Where a line of the data holds the word "AmazonEcr", copy that line.

-------- Dataset extract --------

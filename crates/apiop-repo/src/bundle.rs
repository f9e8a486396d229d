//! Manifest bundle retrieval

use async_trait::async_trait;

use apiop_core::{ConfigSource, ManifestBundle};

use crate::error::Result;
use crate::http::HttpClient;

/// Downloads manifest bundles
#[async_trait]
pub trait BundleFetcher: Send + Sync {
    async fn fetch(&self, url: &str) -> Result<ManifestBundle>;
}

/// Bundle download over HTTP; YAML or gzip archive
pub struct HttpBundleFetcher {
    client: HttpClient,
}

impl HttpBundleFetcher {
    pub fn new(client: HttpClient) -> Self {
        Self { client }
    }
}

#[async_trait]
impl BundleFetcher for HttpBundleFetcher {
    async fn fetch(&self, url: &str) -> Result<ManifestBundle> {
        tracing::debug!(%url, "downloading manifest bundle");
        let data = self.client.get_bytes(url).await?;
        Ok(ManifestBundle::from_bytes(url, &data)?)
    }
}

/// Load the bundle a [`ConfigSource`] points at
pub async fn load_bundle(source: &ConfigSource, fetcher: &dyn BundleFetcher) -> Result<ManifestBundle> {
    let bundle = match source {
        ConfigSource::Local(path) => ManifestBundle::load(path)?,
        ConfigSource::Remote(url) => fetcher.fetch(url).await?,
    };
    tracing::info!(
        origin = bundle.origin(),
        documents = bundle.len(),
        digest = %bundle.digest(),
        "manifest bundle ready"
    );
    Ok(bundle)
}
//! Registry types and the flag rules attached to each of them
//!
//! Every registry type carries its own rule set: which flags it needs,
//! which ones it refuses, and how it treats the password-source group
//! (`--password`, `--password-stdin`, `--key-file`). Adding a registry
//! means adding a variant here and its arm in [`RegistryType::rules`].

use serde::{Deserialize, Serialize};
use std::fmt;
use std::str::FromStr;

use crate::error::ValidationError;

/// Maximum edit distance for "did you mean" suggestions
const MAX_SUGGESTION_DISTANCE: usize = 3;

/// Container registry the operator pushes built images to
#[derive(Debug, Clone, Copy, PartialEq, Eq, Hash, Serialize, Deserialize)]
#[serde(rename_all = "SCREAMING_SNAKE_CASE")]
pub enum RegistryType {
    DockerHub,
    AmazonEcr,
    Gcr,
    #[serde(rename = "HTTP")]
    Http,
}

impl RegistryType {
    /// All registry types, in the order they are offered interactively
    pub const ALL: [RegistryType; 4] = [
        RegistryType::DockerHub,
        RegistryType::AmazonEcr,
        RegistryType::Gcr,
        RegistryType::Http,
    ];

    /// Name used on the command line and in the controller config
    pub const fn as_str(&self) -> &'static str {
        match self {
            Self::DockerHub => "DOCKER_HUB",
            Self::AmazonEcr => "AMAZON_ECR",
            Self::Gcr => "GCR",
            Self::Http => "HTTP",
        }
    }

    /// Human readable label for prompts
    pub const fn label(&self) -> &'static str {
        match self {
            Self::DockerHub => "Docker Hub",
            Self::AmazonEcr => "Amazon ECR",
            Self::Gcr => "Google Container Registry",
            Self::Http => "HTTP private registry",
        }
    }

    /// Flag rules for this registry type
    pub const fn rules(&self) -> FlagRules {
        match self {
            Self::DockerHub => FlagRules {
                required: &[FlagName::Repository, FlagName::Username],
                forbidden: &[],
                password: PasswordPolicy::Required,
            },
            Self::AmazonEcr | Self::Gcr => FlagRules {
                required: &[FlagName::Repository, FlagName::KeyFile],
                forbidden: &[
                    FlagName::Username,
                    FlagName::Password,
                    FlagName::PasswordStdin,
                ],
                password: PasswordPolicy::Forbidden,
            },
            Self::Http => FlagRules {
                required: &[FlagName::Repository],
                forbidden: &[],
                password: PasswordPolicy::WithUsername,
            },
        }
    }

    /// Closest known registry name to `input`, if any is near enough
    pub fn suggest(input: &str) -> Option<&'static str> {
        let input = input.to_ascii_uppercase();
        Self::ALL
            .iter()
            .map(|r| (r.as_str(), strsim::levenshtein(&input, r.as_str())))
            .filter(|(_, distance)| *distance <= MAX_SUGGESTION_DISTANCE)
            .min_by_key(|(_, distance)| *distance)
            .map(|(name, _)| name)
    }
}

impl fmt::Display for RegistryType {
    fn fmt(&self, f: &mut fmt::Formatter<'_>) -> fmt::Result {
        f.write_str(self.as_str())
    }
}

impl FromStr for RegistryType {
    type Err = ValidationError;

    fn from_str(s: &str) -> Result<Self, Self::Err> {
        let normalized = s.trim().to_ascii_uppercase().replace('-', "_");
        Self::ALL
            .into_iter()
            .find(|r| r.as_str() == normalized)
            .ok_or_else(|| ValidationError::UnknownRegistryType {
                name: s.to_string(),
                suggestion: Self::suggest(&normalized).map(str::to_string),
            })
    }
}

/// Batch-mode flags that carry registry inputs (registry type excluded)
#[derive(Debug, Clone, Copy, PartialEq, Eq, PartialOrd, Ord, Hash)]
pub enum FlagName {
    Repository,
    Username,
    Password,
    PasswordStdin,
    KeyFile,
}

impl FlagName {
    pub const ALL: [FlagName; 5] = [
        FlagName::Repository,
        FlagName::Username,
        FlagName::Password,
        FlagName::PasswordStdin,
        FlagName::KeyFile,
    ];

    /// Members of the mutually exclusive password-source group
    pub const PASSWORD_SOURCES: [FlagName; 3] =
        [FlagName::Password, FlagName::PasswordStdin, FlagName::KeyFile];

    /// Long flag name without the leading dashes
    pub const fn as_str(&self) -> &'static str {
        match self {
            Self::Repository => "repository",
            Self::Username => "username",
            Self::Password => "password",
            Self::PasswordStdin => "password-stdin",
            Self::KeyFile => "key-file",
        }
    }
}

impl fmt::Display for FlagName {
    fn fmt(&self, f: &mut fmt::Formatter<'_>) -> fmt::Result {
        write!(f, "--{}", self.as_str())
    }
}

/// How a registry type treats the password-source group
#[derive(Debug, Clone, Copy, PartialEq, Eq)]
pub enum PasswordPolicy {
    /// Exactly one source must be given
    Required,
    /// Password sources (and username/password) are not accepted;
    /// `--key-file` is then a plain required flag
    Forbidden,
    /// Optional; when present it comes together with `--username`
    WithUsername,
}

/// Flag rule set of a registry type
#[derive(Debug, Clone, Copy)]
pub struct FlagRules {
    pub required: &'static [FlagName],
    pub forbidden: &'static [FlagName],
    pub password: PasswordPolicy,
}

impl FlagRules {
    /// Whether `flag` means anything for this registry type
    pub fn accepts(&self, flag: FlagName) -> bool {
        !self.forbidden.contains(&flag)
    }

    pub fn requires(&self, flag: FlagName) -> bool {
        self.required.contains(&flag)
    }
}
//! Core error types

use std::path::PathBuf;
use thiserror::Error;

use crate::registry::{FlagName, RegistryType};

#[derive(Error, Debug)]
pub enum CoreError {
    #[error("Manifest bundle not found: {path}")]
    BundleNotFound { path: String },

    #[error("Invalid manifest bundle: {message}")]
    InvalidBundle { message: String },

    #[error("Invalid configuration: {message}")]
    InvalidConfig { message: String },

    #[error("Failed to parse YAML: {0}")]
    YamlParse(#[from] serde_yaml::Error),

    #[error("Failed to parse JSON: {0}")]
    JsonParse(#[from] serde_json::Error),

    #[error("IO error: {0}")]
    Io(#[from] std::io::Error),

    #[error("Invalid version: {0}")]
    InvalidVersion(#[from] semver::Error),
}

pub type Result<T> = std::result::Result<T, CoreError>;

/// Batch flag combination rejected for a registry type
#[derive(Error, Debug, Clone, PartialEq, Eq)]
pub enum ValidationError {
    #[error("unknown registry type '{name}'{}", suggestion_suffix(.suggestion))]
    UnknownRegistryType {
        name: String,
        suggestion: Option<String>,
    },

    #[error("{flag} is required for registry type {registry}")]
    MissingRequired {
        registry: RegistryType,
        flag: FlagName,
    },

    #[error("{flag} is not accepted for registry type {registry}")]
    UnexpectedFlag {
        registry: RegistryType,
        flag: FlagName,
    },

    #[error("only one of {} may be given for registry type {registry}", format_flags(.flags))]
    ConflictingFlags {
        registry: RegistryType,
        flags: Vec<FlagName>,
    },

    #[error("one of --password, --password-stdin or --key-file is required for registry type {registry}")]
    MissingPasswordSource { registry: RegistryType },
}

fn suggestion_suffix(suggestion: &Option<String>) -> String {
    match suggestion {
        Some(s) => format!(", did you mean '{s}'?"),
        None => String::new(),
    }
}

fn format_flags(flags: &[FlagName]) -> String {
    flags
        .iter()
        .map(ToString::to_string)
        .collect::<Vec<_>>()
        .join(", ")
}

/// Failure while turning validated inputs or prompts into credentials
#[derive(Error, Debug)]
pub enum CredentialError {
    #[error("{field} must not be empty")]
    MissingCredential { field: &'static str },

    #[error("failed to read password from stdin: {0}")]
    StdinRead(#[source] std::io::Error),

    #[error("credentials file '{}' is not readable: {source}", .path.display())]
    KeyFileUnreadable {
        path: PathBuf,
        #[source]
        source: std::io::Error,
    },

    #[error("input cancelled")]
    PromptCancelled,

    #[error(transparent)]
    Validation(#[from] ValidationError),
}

--------
-------- Dataset extract --------

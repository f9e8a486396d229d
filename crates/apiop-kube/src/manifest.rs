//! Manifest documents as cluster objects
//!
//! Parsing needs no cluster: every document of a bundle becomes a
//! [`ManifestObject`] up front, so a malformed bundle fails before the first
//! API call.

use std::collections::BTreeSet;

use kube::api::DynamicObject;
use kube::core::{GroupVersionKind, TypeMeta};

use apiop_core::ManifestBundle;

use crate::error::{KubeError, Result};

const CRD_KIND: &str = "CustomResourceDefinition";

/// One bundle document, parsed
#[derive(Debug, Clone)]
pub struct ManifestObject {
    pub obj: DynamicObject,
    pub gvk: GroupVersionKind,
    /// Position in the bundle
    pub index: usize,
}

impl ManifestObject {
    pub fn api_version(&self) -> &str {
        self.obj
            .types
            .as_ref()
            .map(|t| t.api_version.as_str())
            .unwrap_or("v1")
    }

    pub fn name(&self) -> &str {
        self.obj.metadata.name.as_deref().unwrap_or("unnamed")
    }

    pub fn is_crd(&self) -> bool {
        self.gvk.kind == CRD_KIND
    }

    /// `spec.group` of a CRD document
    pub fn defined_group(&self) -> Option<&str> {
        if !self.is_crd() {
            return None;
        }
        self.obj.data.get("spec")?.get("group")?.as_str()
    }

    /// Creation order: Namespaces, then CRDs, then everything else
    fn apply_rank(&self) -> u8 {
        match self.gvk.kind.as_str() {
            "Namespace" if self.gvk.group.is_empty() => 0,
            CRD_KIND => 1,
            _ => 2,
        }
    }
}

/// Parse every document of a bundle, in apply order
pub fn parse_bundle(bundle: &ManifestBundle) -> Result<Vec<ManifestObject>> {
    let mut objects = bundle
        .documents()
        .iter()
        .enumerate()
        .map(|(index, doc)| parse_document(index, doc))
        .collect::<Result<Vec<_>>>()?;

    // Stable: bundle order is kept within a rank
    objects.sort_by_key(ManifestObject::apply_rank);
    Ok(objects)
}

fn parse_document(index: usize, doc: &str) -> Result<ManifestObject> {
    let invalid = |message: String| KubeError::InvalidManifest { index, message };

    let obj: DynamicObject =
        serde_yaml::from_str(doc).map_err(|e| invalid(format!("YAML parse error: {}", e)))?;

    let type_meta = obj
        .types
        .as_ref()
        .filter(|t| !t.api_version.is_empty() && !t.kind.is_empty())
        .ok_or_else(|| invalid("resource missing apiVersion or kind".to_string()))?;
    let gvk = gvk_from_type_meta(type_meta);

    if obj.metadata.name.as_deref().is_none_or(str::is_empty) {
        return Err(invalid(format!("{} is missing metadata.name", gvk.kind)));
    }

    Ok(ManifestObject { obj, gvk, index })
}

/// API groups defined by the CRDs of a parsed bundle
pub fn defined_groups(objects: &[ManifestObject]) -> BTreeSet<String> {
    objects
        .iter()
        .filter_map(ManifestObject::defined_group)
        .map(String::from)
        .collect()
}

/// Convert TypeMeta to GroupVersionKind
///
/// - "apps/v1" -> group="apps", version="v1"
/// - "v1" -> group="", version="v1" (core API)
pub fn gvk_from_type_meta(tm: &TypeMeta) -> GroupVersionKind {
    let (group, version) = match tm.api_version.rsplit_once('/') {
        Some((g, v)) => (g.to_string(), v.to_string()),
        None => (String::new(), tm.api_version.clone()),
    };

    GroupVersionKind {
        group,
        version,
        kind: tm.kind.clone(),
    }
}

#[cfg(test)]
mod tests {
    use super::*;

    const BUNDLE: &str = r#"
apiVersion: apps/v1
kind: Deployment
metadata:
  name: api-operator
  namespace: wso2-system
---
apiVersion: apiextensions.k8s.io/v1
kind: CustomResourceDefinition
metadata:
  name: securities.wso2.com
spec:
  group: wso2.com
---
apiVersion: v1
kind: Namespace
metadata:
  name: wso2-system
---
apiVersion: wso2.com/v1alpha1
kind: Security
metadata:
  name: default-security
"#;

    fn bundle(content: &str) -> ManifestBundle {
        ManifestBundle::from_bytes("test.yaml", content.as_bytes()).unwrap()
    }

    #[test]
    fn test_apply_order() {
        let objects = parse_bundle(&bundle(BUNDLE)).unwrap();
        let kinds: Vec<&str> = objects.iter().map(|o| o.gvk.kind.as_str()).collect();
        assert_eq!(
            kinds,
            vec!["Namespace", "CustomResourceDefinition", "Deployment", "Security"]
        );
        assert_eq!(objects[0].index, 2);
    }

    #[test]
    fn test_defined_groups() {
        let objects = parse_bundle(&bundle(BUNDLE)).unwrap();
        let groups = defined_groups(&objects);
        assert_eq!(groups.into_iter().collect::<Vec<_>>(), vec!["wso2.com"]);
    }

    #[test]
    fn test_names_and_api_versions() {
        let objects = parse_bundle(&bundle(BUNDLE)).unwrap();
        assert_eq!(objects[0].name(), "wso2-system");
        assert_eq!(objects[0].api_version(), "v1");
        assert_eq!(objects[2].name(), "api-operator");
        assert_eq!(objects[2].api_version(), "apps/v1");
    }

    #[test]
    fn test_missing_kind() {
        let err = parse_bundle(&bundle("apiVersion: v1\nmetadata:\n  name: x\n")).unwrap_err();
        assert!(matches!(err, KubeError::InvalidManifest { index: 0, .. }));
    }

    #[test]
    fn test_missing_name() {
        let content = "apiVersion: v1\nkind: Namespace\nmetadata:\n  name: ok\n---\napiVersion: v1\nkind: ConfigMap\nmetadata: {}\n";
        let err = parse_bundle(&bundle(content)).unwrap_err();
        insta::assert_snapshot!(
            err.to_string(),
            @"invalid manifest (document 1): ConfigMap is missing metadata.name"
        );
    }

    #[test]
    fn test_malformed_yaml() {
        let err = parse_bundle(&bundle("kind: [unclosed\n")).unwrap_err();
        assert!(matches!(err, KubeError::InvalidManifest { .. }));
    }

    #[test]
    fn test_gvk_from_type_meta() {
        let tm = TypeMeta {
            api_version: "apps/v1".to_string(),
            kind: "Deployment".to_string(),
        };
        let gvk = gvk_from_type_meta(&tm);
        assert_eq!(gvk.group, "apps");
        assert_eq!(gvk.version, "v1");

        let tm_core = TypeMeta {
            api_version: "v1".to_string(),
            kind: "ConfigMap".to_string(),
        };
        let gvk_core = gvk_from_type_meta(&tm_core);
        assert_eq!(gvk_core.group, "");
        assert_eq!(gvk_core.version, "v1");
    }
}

--------

**Solution to this exercise:**
    AmazonEcr,
        RegistryType::AmazonEcr,
            Self::AmazonEcr => "AMAZON_ECR",
            Self::AmazonEcr => "Amazon ECR",
            Self::AmazonEcr | Self::Gcr => FlagRules {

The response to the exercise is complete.